Et cette adresse, c'était:
Pour François, maréchal de Montmorency.
La vieille demeura stupéfaite et remplie de remords. En effet, elle voyait clairement qu'il n'y avait pas la moindre connivence entre la Dame en noir et le chevalier de Pardaillan; d'où sa stupéfaction. Et d'autre part, sa curiosité demeurait inassouvie, puisqu'il y avait une deuxième lettre à ouvrir; d'où son remords.

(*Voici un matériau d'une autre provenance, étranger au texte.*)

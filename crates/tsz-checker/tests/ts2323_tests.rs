//! Tests for TS2323: Cannot redeclare exported variable

use crate::CheckerState;
use tsz_binder::BinderState;
use tsz_parser::parser::ParserState;
use tsz_solver::TypeInterner;

fn get_error_codes(source: &str) -> Vec<u32> {
    let mut parser = ParserState::new("test.ts".to_string(), source.to_string());
    let root = parser.parse_source_file();

    let mut binder = BinderState::new();
    binder.bind_source_file(parser.get_arena(), root);

    let types = TypeInterner::new();
    let mut checker = CheckerState::new(
        parser.get_arena(),
        &binder,
        &types,
        "test.ts".to_string(),
        crate::context::CheckerOptions::default(),
    );

    checker.check_source_file(root);

    checker.ctx.diagnostics.iter().map(|d| d.code).collect()
}

/// Without lib files, the full export flow can't be tested, but we can verify
/// that non-exported duplicates do NOT produce TS2323.
#[test]
fn test_non_exported_var_redeclaration_not_ts2323() {
    let codes = get_error_codes("var Foo = 2;\nvar Foo = 42;");
    assert!(
        !codes.contains(&2323),
        "Should NOT emit TS2323 for non-exported variables, got: {codes:?}"
    );
}

/// Exported class duplicates should emit TS2300, not TS2323.
/// (TS2323 is only for exported variables.)
#[test]
fn test_exported_class_redeclaration_not_ts2323() {
    let codes = get_error_codes("export class Foo {}\nexport class Foo {}");
    assert!(
        !codes.contains(&2323),
        "Should NOT emit TS2323 for exported classes (only for variables), got: {codes:?}"
    );
}
//! Tests for TS2403: Subsequent variable declarations must have the same type

use crate::CheckerState;
use tsz_binder::BinderState;
use tsz_parser::parser::ParserState;
use tsz_solver::TypeInterner;

fn get_diagnostics(source: &str) -> Vec<(u32, String)> {
    let mut parser = ParserState::new("test.ts".to_string(), source.to_string());
    let root = parser.parse_source_file();

    let mut binder = BinderState::new();
    binder.bind_source_file(parser.get_arena(), root);

    let types = TypeInterner::new();
    let mut checker = CheckerState::new(
        parser.get_arena(),
        &binder,
        &types,
        "test.ts".to_string(),
        crate::context::CheckerOptions::default(),
    );

    checker.check_source_file(root);

    checker
        .ctx
        .diagnostics
        .iter()
        .map(|d| (d.code, d.message_text.clone()))
        .collect()
}

fn get_error_codes(source: &str) -> Vec<u32> {
    get_diagnostics(source)
        .into_iter()
        .map(|(c, _)| c)
        .collect()
}

#[test]
fn test_var_any_then_number_ts2403() {
    // var x: any; var x = 2; should emit TS2403
    let diags = get_diagnostics("var x: any;\nvar x = 2;");
    eprintln!("TS2403 test diags: {:?}", diags);
    let codes: Vec<u32> = diags.iter().map(|(c, _)| *c).collect();
    assert!(
        codes.contains(&2403),
        "Expected TS2403 for var x: any; var x = 2; but got: {:?}",
        diags
    );
}

#[test]
fn test_var_string_then_bare_ts2403() {
    // var y = ""; var y; should emit TS2403
    let diags = get_diagnostics("var y = \"\";\nvar y;");
    eprintln!("TS2403 bare test diags: {:?}", diags);
    let codes: Vec<u32> = diags.iter().map(|(c, _)| *c).collect();
    assert!(
        codes.contains(&2403),
        "Expected TS2403 for var y = ''; var y; but got: {:?}",
        diags
    );
}

#[test]
fn test_var_any_then_any_no_error() {
    // var z: any; var z; should NOT emit TS2403
    let codes = get_error_codes("var z: any;\nvar z;");
    assert!(
        !codes.contains(&2403),
        "Should NOT emit TS2403 for var z: any; var z; but got: {:?}",
        codes
    );
}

Héroïquement, elle résista plusieurs jours à l'envie démesurée de savoir ce qu'une pauvre ouvrière comme sa locataire pouvait bien avoir à dire à un grand seigneur comme François de Montmorency.
Enfin, elle n'y tint plus. Elle courut à la lettre, la déposa sur une table, s'assit et fit sauter le cachet.
A ce moment, elle bondit. On venait de heurter à sa porte.
Au même instant, cette porte s'ouvrit. La vieille jeta un cri de terreur. Dans son impatience, elle avait oublié de s'enfermer. Et quelqu'un entrait.
Et ce quelqu'un, c'était le chevalier de Pardaillan!
—Vous! cria dame Maguelonne en couvrant de ses mains tremblantes les papiers restés sur la table.
Le chevalier demeura un instant étonné.
—Cette vieille me connaît donc? songeait-il.
Puis saluant avec politesse:
—Madame, dit-il, rassurez-vous, je ne vous veux aucun mal; pardonnez-moi seulement d'entrer ainsi chez vous et de vous avoir effrayée peut-être... un grave intérêt m'a fait oublier un instant les convenances.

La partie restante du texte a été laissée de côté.